Write down each of the records again, exactly and in full.

━━━ DATA FOR PROCESSING ━━━

//! In-process network of ledger nodes for tests.
//!
//! Nodes register under their `address:port` endpoint; the in-memory
//! transport resolves a [`Peer`] to the registered node and calls its
//! [`SyncApi`] directly. Endpoints can be taken down to simulate outages.

use async_trait::async_trait;
use parking_lot::RwLock;
use pl_01_chain_integrity::Block;
use pl_02_contract_workflow::{LedgerState, SharedLedger, WorkflowEngine};
use std::collections::{HashMap, HashSet};
use std::sync::Arc;
use std::time::Duration;

use crate::domain::{ChainSnapshot, Peer, PeerRegistry, SyncConfig, TransportError};
use crate::ports::inbound::SyncApi;
use crate::ports::outbound::PeerTransport;
use crate::service::SyncService;

#[derive(Default)]
pub struct InMemoryNetwork {
    nodes: RwLock<HashMap<String, Arc<dyn SyncApi>>>,
    down: RwLock<HashSet<String>>,
    hanging: RwLock<HashSet<String>>,
    forged: RwLock<HashMap<String, ChainSnapshot>>,
}

impl InMemoryNetwork {
    pub fn new() -> Arc<Self> {
        Arc::new(Self::default())
    }

    pub fn register(&self, endpoint: &str, node: Arc<dyn SyncApi>) {
        self.nodes.write().insert(endpoint.to_string(), node);
    }

    /// Refuse connections to `endpoint` (or accept them again).
    pub fn set_reachable(&self, endpoint: &str, reachable: bool) {
        let mut down = self.down.write();
        if reachable {
            down.remove(endpoint);
        } else {
            down.insert(endpoint.to_string());
        }
    }

    /// Make every call to `endpoint` hang forever.
    pub fn set_hanging(&self, endpoint: &str) {
        self.hanging.write().insert(endpoint.to_string());
    }

    /// Answer chain requests to `endpoint` with `snapshot` instead of the
    /// registered node's chain.
    pub fn serve_chain(&self, endpoint: &str, snapshot: ChainSnapshot) {
        self.forged.write().insert(endpoint.to_string(), snapshot);
    }

    async fn resolve(&self, peer: &Peer) -> Result<Arc<dyn SyncApi>, TransportError> {
        let endpoint = peer.endpoint();
        let hangs = self.hanging.read().contains(&endpoint);
        if hangs {
            std::future::pending::<()>().await;
        }
        if self.down.read().contains(&endpoint) {
            return Err(TransportError::Connection {
                peer: peer.id.clone(),
                reason: "connection refused".to_string(),
            });
        }
        self.nodes
            .read()
            .get(&endpoint)
            .cloned()
            .ok_or_else(|| TransportError::Connection {
                peer: peer.id.clone(),
                reason: format!("no node listening on {endpoint}"),
            })
    }
}

pub struct InMemoryTransport {
    network: Arc<InMemoryNetwork>,
}

impl InMemoryTransport {
    pub fn new(network: Arc<InMemoryNetwork>) -> Self {
        Self { network }
    }
}

#[async_trait]
impl PeerTransport for InMemoryTransport {
    async fn send_block(&self, peer: &Peer, block: &Block) -> Result<(), TransportError> {
        let node = self.network.resolve(peer).await?;
        node.receive_block(block.clone())
            .map(|_| ())
            .map_err(|_| TransportError::Rejected {
                peer: peer.id.clone(),
                status: 400,
            })
    }

    async fn fetch_chain(&self, peer: &Peer) -> Result<ChainSnapshot, TransportError> {
        let node = self.network.resolve(peer).await?;
        let forged = self.network.forged.read().get(&peer.endpoint()).cloned();
        Ok(forged.unwrap_or_else(|| node.get_chain()))
    }

    async fn probe(&self, peer: &Peer) -> Result<(), TransportError> {
        self.network.resolve(peer).await.map(|_| ())
    }
}

/// A complete node wired to an [`InMemoryNetwork`].
pub struct TestNode {
    pub id: String,
    pub address: String,
    pub port: u16,
    pub ledger: SharedLedger,
    pub workflow: WorkflowEngine,
    pub sync: Arc<SyncService<InMemoryTransport>>,
}

impl TestNode {
    /// Build a node with a fresh ledger and register it on `network` as
    /// `localhost:<port>`.
    pub fn spawn(network: &Arc<InMemoryNetwork>, id: &str, port: u16) -> Self {
        Self::spawn_with_timeout(network, id, port, SyncConfig::default().peer_timeout)
    }

    pub fn spawn_with_timeout(
        network: &Arc<InMemoryNetwork>,
        id: &str,
        port: u16,
        peer_timeout: Duration,
    ) -> Self {
        let ledger = LedgerState::new().expect("genesis").into_shared();
        let sync = Arc::new(SyncService::new(
            id,
            Arc::clone(&ledger),
            Arc::new(PeerRegistry::new()),
            Arc::new(InMemoryTransport::new(Arc::clone(network))),
            SyncConfig { peer_timeout },
        ));
        let address = "localhost".to_string();
        network.register(&format!("{address}:{port}"), sync.clone());
        Self {
            id: id.to_string(),
            address,
            port,
            workflow: WorkflowEngine::new(Arc::clone(&ledger)),
            ledger,
            sync,
        }
    }

    pub fn endpoint(&self) -> String {
        format!("{}:{}", self.address, self.port)
    }

    /// Register `other` as a peer of this node.
    pub fn connect(&self, other: &TestNode) {
        self.sync.add_peer(&other.id, &other.address, other.port);
    }

    pub fn chain_len(&self) -> usize {
        self.ledger.read().chain().len()
    }

    pub fn tip_hash(&self) -> String {
        self.ledger.read().chain().latest().hash.clone()
    }
}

━━━

ANSWER TO THIS PROBLEM >>
//! In-process network of ledger nodes for tests.
//!
//! Nodes register under their `address:port` endpoint; the in-memory
//! transport resolves a [`Peer`] to the registered node and calls its
//! [`SyncApi`] directly. Endpoints can be taken down to simulate outages.

use async_trait::async_trait;
use parking_lot::RwLock;
use pl_01_chain_integrity::Block;
use pl_02_contract_workflow::{LedgerState, SharedLedger, WorkflowEngine};
use std::collections::{HashMap, HashSet};
use std::sync::Arc;
use std::time::Duration;

use crate::domain::{ChainSnapshot, Peer, PeerRegistry, SyncConfig, TransportError};
use crate::ports::inbound::SyncApi;
use crate::ports::outbound::PeerTransport;
use crate::service::SyncService;

#[derive(Default)]
pub struct InMemoryNetwork {
    nodes: RwLock<HashMap<String, Arc<dyn SyncApi>>>,
    down: RwLock<HashSet<String>>,
    hanging: RwLock<HashSet<String>>,
    forged: RwLock<HashMap<String, ChainSnapshot>>,
}

impl InMemoryNetwork {
    pub fn new() -> Arc<Self> {
        Arc::new(Self::default())
    }

    pub fn register(&self, endpoint: &str, node: Arc<dyn SyncApi>) {
        self.nodes.write().insert(endpoint.to_string(), node);
    }

    /// Refuse connections to `endpoint` (or accept them again).
    pub fn set_reachable(&self, endpoint: &str, reachable: bool) {
        let mut down = self.down.write();
        if reachable {
            down.remove(endpoint);
        } else {
            down.insert(endpoint.to_string());
        }
    }

    /// Make every call to `endpoint` hang forever.
    pub fn set_hanging(&self, endpoint: &str) {
        self.hanging.write().insert(endpoint.to_string());
    }

    /// Answer chain requests to `endpoint` with `snapshot` instead of the
    /// registered node's chain.
    pub fn serve_chain(&self, endpoint: &str, snapshot: ChainSnapshot) {
        self.forged.write().insert(endpoint.to_string(), snapshot);
    }

    async fn resolve(&self, peer: &Peer) -> Result<Arc<dyn SyncApi>, TransportError> {
        let endpoint = peer.endpoint();
        let hangs = self.hanging.read().contains(&endpoint);
        if hangs {
            std::future::pending::<()>().await;
        }
        if self.down.read().contains(&endpoint) {
            return Err(TransportError::Connection {
                peer: peer.id.clone(),
                reason: "connection refused".to_string(),
            });
        }
        self.nodes
            .read()
            .get(&endpoint)
            .cloned()
            .ok_or_else(|| TransportError::Connection {
                peer: peer.id.clone(),
                reason: format!("no node listening on {endpoint}"),
            })
    }
}

pub struct InMemoryTransport {
    network: Arc<InMemoryNetwork>,
}

impl InMemoryTransport {
    pub fn new(network: Arc<InMemoryNetwork>) -> Self {
        Self { network }
    }
}

#[async_trait]
impl PeerTransport for InMemoryTransport {
    async fn send_block(&self, peer: &Peer, block: &Block) -> Result<(), TransportError> {
        let node = self.network.resolve(peer).await?;
        node.receive_block(block.clone())
            .map(|_| ())
            .map_err(|_| TransportError::Rejected {
                peer: peer.id.clone(),
                status: 400,
            })
    }

    async fn fetch_chain(&self, peer: &Peer) -> Result<ChainSnapshot, TransportError> {
        let node = self.network.resolve(peer).await?;
        let forged = self.network.forged.read().get(&peer.endpoint()).cloned();
        Ok(forged.unwrap_or_else(|| node.get_chain()))
    }

    async fn probe(&self, peer: &Peer) -> Result<(), TransportError> {
        self.network.resolve(peer).await.map(|_| ())
    }
}

/// A complete node wired to an [`InMemoryNetwork`].
pub struct TestNode {
    pub id: String,
    pub address: String,
    pub port: u16,
    pub ledger: SharedLedger,
    pub workflow: WorkflowEngine,
    pub sync: Arc<SyncService<InMemoryTransport>>,
}

impl TestNode {
    /// Build a node with a fresh ledger and register it on `network` as
    /// `localhost:<port>`.
    pub fn spawn(network: &Arc<InMemoryNetwork>, id: &str, port: u16) -> Self {
        Self::spawn_with_timeout(network, id, port, SyncConfig::default().peer_timeout)
    }

    pub fn spawn_with_timeout(
        network: &Arc<InMemoryNetwork>,
        id: &str,
        port: u16,
        peer_timeout: Duration,
    ) -> Self {
        let ledger = LedgerState::new().expect("genesis").into_shared();
        let sync = Arc::new(SyncService::new(
            id,
            Arc::clone(&ledger),
            Arc::new(PeerRegistry::new()),
            Arc::new(InMemoryTransport::new(Arc::clone(network))),
            SyncConfig { peer_timeout },
        ));
        let address = "localhost".to_string();
        network.register(&format!("{address}:{port}"), sync.clone());
        Self {
            id: id.to_string(),
            address,
            port,
            workflow: WorkflowEngine::new(Arc::clone(&ledger)),
            ledger,
            sync,
        }
    }

    pub fn endpoint(&self) -> String {
        format!("{}:{}", self.address, self.port)
    }

    /// Register `other` as a peer of this node.
    pub fn connect(&self, other: &TestNode) {
        self.sync.add_peer(&other.id, &other.address, other.port);
    }

    pub fn chain_len(&self) -> usize {
        self.ledger.read().chain().len()
    }

    pub fn tip_hash(&self) -> String {
        self.ledger.read().chain().latest().hash.clone()
    }
}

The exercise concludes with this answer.